Every line with the word "Option" in it should be extracted from the data that follows.

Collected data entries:
◇ ◇ ◇ ◇ ◇

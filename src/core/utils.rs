use chrono::{
    DateTime,
    Local,
    NaiveDate,
    SecondsFormat,
    Utc,
};

pub const DATE_KEY_FORMAT: &str = "%Y-%m-%d";

/// `YYYY-MM-DD` bucket key for the daily log.
pub fn date_key(date: NaiveDate) -> String {
    date.format(DATE_KEY_FORMAT).to_string()
}

pub fn parse_date_key(key: &str) -> Option<NaiveDate> {
    NaiveDate::parse_from_str(key, DATE_KEY_FORMAT).ok()
}

/// ISO-8601 with millisecond precision and a `Z` suffix.
pub fn iso_timestamp(instant: DateTime<Utc>) -> String {
    instant.to_rfc3339_opts(SecondsFormat::Millis, true)
}

pub fn parse_timestamp(value: &str) -> Option<DateTime<Utc>> {
    DateTime::parse_from_rfc3339(value.trim()).ok().map(|dt| dt.with_timezone(&Utc))
}

/// Source of "today" and "now". Day buckets follow the local calendar.
pub trait Clock {
    fn today(&self) -> NaiveDate;
    fn now(&self) -> DateTime<Utc>;
}

#[derive(Debug, Clone, Copy, Default)]
pub struct SystemClock;

impl Clock for SystemClock {
    fn today(&self) -> NaiveDate {
        Local::now().date_naive()
    }

    fn now(&self) -> DateTime<Utc> {
        Utc::now()
    }
}

/// Clock pinned to one instant, for tests and replays.
#[derive(Debug, Clone, Copy)]
pub struct FixedClock {
    pub today: NaiveDate,
    pub now: DateTime<Utc>,
}

impl FixedClock {
    pub fn on(today: NaiveDate) -> Self {
        let now = today.and_hms_opt(12, 0, 0).map(|dt| dt.and_utc()).unwrap_or_default();
        Self { today, now }
    }
}

impl Clock for FixedClock {
    fn today(&self) -> NaiveDate {
        self.today
    }

    fn now(&self) -> DateTime<Utc> {
        self.now
    }
}

#[cfg(test)]
mod tests {
    use super::*;

    #[test]
    fn test_date_key_is_zero_padded() {
        let date = NaiveDate::from_ymd_opt(2024, 1, 5).unwrap();
        assert_eq!(date_key(date), "2024-01-05");
        assert_eq!(parse_date_key("2024-01-05"), Some(date));
        assert_eq!(parse_date_key("2024-1-5x"), None);
    }

    #[test]
    fn test_timestamps() {
        let clock = FixedClock::on(NaiveDate::from_ymd_opt(2024, 3, 9).unwrap());
        let stamp = iso_timestamp(clock.now());
        assert_eq!(stamp, "2024-03-09T12:00:00.000Z");
        assert_eq!(parse_timestamp(&stamp), Some(clock.now()));
        assert_eq!(parse_timestamp("yesterday"), None);
    }
}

◇ ◇ ◇ ◇ ◇

◆ **Expected output**
pub fn parse_date_key(key: &str) -> Option<NaiveDate> {
pub fn parse_timestamp(value: &str) -> Option<DateTime<Utc>> {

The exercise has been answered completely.